• [Data provided]:
::::::
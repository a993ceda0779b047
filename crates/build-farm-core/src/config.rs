// Node configuration
// Decision: All environment lookups happen here, once, at startup.
// Every field documents its precedence: explicit variable first, computed default second.

use std::path::PathBuf;
use std::time::Duration;

use thiserror::Error;

/// Default listen port when `BUILDER_PORT` is not set
pub const DEFAULT_PORT: u16 = 8443;

/// Default zstd release served by the tool download site
pub const DEFAULT_ZSTD_VERSION: &str = "1.5.5";

/// Default base URL the zstd binaries are downloaded from
pub const DEFAULT_ZSTD_DOWNLOAD_URL: &str =
    "https://github.com/develar/app-builder/releases/download/zstd";

/// Relative location of the build CLI inside the node module tree
pub const BUILD_SCRIPT_RELATIVE_PATH: &str =
    "node_modules/app-builder-lib/out/remoteBuilder/builder-cli.js";

const DEFAULT_UPLOAD_LIMIT: u64 = 4 * 1024 * 1024 * 1024;

/// Configuration errors
#[derive(Debug, Error)]
pub enum ConfigError {
    /// A variable was set but could not be parsed
    #[error("invalid value for {name}: {value:?} ({reason})")]
    InvalidValue {
        name: &'static str,
        value: String,
        reason: String,
    },

    /// No default could be computed for a required setting
    #[error("cannot determine {0}")]
    Unresolvable(&'static str),
}

/// Which discovery registry backend to register in
#[derive(Debug, Clone, Copy, PartialEq, Eq)]
pub enum DiscoveryBackend {
    /// etcd v3 JSON gateway
    Etcd,
    /// Process-local registry (local runs and tests)
    Memory,
}

/// IP family used for the external address lookup
#[derive(Debug, Clone, Copy, PartialEq, Eq)]
pub enum IpVersion {
    V4,
    V6,
}

impl IpVersion {
    /// Host prefix understood by the lookup service (`ipv4.` / `ipv6.`)
    pub fn host_prefix(self) -> &'static str {
        match self {
            IpVersion::V4 => "ipv4.",
            IpVersion::V6 => "ipv6.",
        }
    }
}

/// Discovery registration settings
#[derive(Debug, Clone)]
pub struct DiscoveryConfig {
    pub backend: DiscoveryBackend,
    /// etcd JSON gateway endpoint (`ETCD_ENDPOINT`)
    pub etcd_endpoint: String,
    /// Prefix prepended to `address:port` (`BUILDER_KEY_PREFIX`)
    pub key_prefix: String,
    /// Lease time-to-live (`BUILDER_LEASE_TTL_SECS`)
    pub lease_ttl: Duration,
    /// Explicit external address (`BUILDER_HOST`), trimmed
    pub host_override: Option<String>,
    /// Preferred IP family for the lookup (`PREFERRED_IP_VERSION`)
    pub preferred_ip_version: Option<IpVersion>,
    /// Full lookup URL override (`IP_LOOKUP_URL`)
    pub ip_lookup_url: Option<String>,
}

impl DiscoveryConfig {
    /// URL of the external IP lookup service, honouring the preferred IP version
    pub fn ip_lookup_url(&self) -> String {
        if let Some(url) = &self.ip_lookup_url {
            return url.clone();
        }
        let prefix = self
            .preferred_ip_version
            .map(IpVersion::host_prefix)
            .unwrap_or("");
        format!("https://{prefix}myexternalip.com/raw")
    }
}

/// Compression tool download settings
#[derive(Debug, Clone)]
pub struct ToolConfig {
    /// Base URL (`ZSTD_DOWNLOAD_URL`)
    pub download_url: String,
    /// Release version (`ZSTD_VERSION`)
    pub version: String,
    /// Where downloaded binaries are cached
    pub cache_dir: PathBuf,
}

/// Node configuration, resolved once at startup
#[derive(Debug, Clone)]
pub struct NodeConfig {
    /// Listen port (`BUILDER_PORT`)
    pub port: u16,
    /// Root for the default stage/tmp/cache directories (`BUILDER_DATA_DIR`)
    pub data_dir: PathBuf,
    /// Explicit temp directory (`BUILDER_TMP_DIR`), validated before use
    pub tmp_dir_override: Option<PathBuf>,
    /// Keep per-job scratch directories after a build (`KEEP_TMP_DIR_AFTER_BUILD`)
    pub keep_tmp_dir_after_build: bool,
    /// Interpreter running the build CLI (`BUILDER_NODE`)
    pub node_binary: String,
    /// Build CLI location, derived from `BUILDER_NODE_MODULES`
    pub script_path: PathBuf,
    /// Number of pool workers (`BUILDER_WORKERS`)
    pub worker_count: usize,
    /// Per-job execution limit (`BUILDER_JOB_TIMEOUT_SECS`)
    pub job_timeout: Duration,
    /// Drain grace period (`BUILDER_SHUTDOWN_TIMEOUT_SECS`)
    pub shutdown_timeout: Duration,
    /// How long finished job records stay queryable (`BUILDER_JOB_RETENTION_SECS`)
    pub job_retention: Duration,
    /// Upload size limit for build submissions (`BUILDER_MAX_UPLOAD_BYTES`)
    pub max_upload_bytes: u64,
    pub discovery: DiscoveryConfig,
    pub tool: ToolConfig,
}

impl NodeConfig {
    /// Create configuration from environment variables
    pub fn from_env() -> Result<Self, ConfigError> {
        Self::from_lookup(|name| std::env::var(name).ok())
    }

    /// Create configuration from an arbitrary variable source
    pub fn from_lookup<F>(lookup: F) -> Result<Self, ConfigError>
    where
        F: Fn(&str) -> Option<String>,
    {
        // Empty values count as unset
        let var = |name: &str| lookup(name).filter(|v| !v.trim().is_empty());

        let data_dir = match var("BUILDER_DATA_DIR") {
            Some(dir) => PathBuf::from(dir),
            None => default_data_dir()?,
        };

        let script_root = match var("BUILDER_NODE_MODULES") {
            Some(dir) => PathBuf::from(dir),
            None => {
                let exe = std::env::current_exe()
                    .map_err(|_| ConfigError::Unresolvable("executable location"))?;
                exe.parent()
                    .ok_or(ConfigError::Unresolvable("executable directory"))?
                    .join("../..")
            }
        };

        let preferred_ip_version = match var("PREFERRED_IP_VERSION").as_deref() {
            None => None,
            Some("4") => Some(IpVersion::V4),
            Some("6") => Some(IpVersion::V6),
            Some(other) => {
                return Err(ConfigError::InvalidValue {
                    name: "PREFERRED_IP_VERSION",
                    value: other.to_string(),
                    reason: "expected 4 or 6".to_string(),
                })
            }
        };

        let backend = match var("BUILDER_DISCOVERY").as_deref() {
            None | Some("etcd") => DiscoveryBackend::Etcd,
            Some("memory") => DiscoveryBackend::Memory,
            Some(other) => {
                return Err(ConfigError::InvalidValue {
                    name: "BUILDER_DISCOVERY",
                    value: other.to_string(),
                    reason: "expected etcd or memory".to_string(),
                })
            }
        };

        let worker_count = match var("BUILDER_WORKERS") {
            Some(v) => parse::<usize>("BUILDER_WORKERS", &v)?.max(1),
            None => default_worker_count(),
        };

        Ok(Self {
            port: var("BUILDER_PORT")
                .map(|v| parse("BUILDER_PORT", &v))
                .transpose()?
                .unwrap_or(DEFAULT_PORT),
            tmp_dir_override: var("BUILDER_TMP_DIR").map(PathBuf::from),
            keep_tmp_dir_after_build: lookup("KEEP_TMP_DIR_AFTER_BUILD").is_some(),
            node_binary: var("BUILDER_NODE").unwrap_or_else(|| "node".to_string()),
            script_path: script_root.join(BUILD_SCRIPT_RELATIVE_PATH),
            worker_count,
            job_timeout: secs(&var, "BUILDER_JOB_TIMEOUT_SECS", 3600)?,
            shutdown_timeout: secs(&var, "BUILDER_SHUTDOWN_TIMEOUT_SECS", 60)?,
            job_retention: secs(&var, "BUILDER_JOB_RETENTION_SECS", 3600)?,
            max_upload_bytes: var("BUILDER_MAX_UPLOAD_BYTES")
                .map(|v| parse("BUILDER_MAX_UPLOAD_BYTES", &v))
                .transpose()?
                .unwrap_or(DEFAULT_UPLOAD_LIMIT),
            discovery: DiscoveryConfig {
                backend,
                etcd_endpoint: var("ETCD_ENDPOINT")
                    .unwrap_or_else(|| "http://127.0.0.1:2379".to_string()),
                key_prefix: var("BUILDER_KEY_PREFIX").unwrap_or_else(|| "/builders/".to_string()),
                lease_ttl: secs(&var, "BUILDER_LEASE_TTL_SECS", 30)?,
                host_override: var("BUILDER_HOST").map(|h| h.trim().to_string()),
                preferred_ip_version,
                ip_lookup_url: var("IP_LOOKUP_URL"),
            },
            tool: ToolConfig {
                download_url: var("ZSTD_DOWNLOAD_URL")
                    .unwrap_or_else(|| DEFAULT_ZSTD_DOWNLOAD_URL.to_string()),
                version: var("ZSTD_VERSION").unwrap_or_else(|| DEFAULT_ZSTD_VERSION.to_string()),
                cache_dir: data_dir.join("cache"),
            },
            data_dir,
        })
    }

    /// Default stage directory (`<data dir>/stage`)
    pub fn stage_dir(&self) -> PathBuf {
        self.data_dir.join("stage")
    }

    /// Default temp directory (`<data dir>/tmp`)
    pub fn default_tmp_dir(&self) -> PathBuf {
        self.data_dir.join("tmp")
    }
}

/// One more worker than available processing units
pub fn default_worker_count() -> usize {
    std::thread::available_parallelism()
        .map(|n| n.get())
        .unwrap_or(1)
        + 1
}

fn default_data_dir() -> Result<PathBuf, ConfigError> {
    dirs::data_local_dir()
        .or_else(dirs::home_dir)
        .map(|dir| dir.join("build-farm"))
        .ok_or(ConfigError::Unresolvable("data directory"))
}

fn parse<T>(name: &'static str, value: &str) -> Result<T, ConfigError>
where
    T: std::str::FromStr,
    T::Err: std::fmt::Display,
{
    value
        .trim()
        .parse()
        .map_err(|e: T::Err| ConfigError::InvalidValue {
            name,
            value: value.to_string(),
            reason: e.to_string(),
        })
}

fn secs<F>(var: &F, name: &'static str, default: u64) -> Result<Duration, ConfigError>
where
    F: Fn(&str) -> Option<String>,
{
    let secs = var(name)
        .map(|v| parse::<u64>(name, &v))
        .transpose()?
        .unwrap_or(default);
    Ok(Duration::from_secs(secs))
}

#[cfg(test)]
mod tests {
    use super::*;
    use std::collections::HashMap;

    fn config_from(vars: &[(&str, &str)]) -> Result<NodeConfig, ConfigError> {
        let vars: HashMap<String, String> = vars
            .iter()
            .map(|(k, v)| (k.to_string(), v.to_string()))
            .collect();
        NodeConfig::from_lookup(|name| vars.get(name).cloned())
    }

    #[test]
    fn test_defaults() {
        let config = config_from(&[
            ("BUILDER_DATA_DIR", "/srv/builder"),
            ("BUILDER_NODE_MODULES", "/opt/builder"),
        ])
        .unwrap();

        assert_eq!(config.port, DEFAULT_PORT);
        assert_eq!(config.stage_dir(), PathBuf::from("/srv/builder/stage"));
        assert_eq!(config.default_tmp_dir(), PathBuf::from("/srv/builder/tmp"));
        assert_eq!(
            config.script_path,
            PathBuf::from("/opt/builder").join(BUILD_SCRIPT_RELATIVE_PATH)
        );
        assert_eq!(config.worker_count, default_worker_count());
        assert_eq!(config.shutdown_timeout, Duration::from_secs(60));
        assert_eq!(config.job_retention, Duration::from_secs(3600));
        assert_eq!(config.discovery.backend, DiscoveryBackend::Etcd);
        assert_eq!(config.discovery.lease_ttl, Duration::from_secs(30));
        assert!(config.tmp_dir_override.is_none());
        assert!(!config.keep_tmp_dir_after_build);
    }

    #[test]
    fn test_overrides() {
        let config = config_from(&[
            ("BUILDER_DATA_DIR", "/srv/builder"),
            ("BUILDER_NODE_MODULES", "/opt/builder"),
            ("BUILDER_PORT", "9000"),
            ("BUILDER_TMP_DIR", "/scratch/builds"),
            ("BUILDER_HOST", "  10.0.0.5 \n"),
            ("BUILDER_WORKERS", "0"),
            ("BUILDER_DISCOVERY", "memory"),
            ("KEEP_TMP_DIR_AFTER_BUILD", ""),
        ])
        .unwrap();

        assert_eq!(config.port, 9000);
        assert_eq!(config.tmp_dir_override, Some(PathBuf::from("/scratch/builds")));
        assert_eq!(config.discovery.host_override.as_deref(), Some("10.0.0.5"));
        assert_eq!(config.worker_count, 1);
        assert_eq!(config.discovery.backend, DiscoveryBackend::Memory);
        assert!(config.keep_tmp_dir_after_build);
    }

    #[test]
    fn test_ip_lookup_url_honours_preferred_version() {
        let base = [
            ("BUILDER_DATA_DIR", "/srv/builder"),
            ("BUILDER_NODE_MODULES", "/opt/builder"),
        ];
        let config = config_from(&base).unwrap();
        assert_eq!(
            config.discovery.ip_lookup_url(),
            "https://myexternalip.com/raw"
        );

        let mut vars = base.to_vec();
        vars.push(("PREFERRED_IP_VERSION", "6"));
        let config = config_from(&vars).unwrap();
        assert_eq!(
            config.discovery.ip_lookup_url(),
            "https://ipv6.myexternalip.com/raw"
        );
    }

    #[test]
    fn test_invalid_values_are_rejected() {
        let err = config_from(&[
            ("BUILDER_DATA_DIR", "/srv/builder"),
            ("BUILDER_NODE_MODULES", "/opt/builder"),
            ("BUILDER_PORT", "not-a-port"),
        ])
        .unwrap_err();
        assert!(err.to_string().contains("BUILDER_PORT"));

        let err = config_from(&[
            ("BUILDER_DATA_DIR", "/srv/builder"),
            ("BUILDER_NODE_MODULES", "/opt/builder"),
            ("PREFERRED_IP_VERSION", "5"),
        ])
        .unwrap_err();
        assert!(matches!(err, ConfigError::InvalidValue { name: "PREFERRED_IP_VERSION", .. }));
    }
}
::::::
Only the lines from the first one of the listing up to and including the line where "pub const DEFAULT_PORT: u16 = 8443;" appears are wanted, reproduced exactly.

• [Exercise output]:
repository a993ceda0779b047
filename crates/build-farm-core/src/config.rs
// Node configuration
// Decision: All environment lookups happen here, once, at startup.
// Every field documents its precedence: explicit variable first, computed default second.

use std::path::PathBuf;
use std::time::Duration;

use thiserror::Error;

/// Default listen port when `BUILDER_PORT` is not set
pub const DEFAULT_PORT: u16 = 8443;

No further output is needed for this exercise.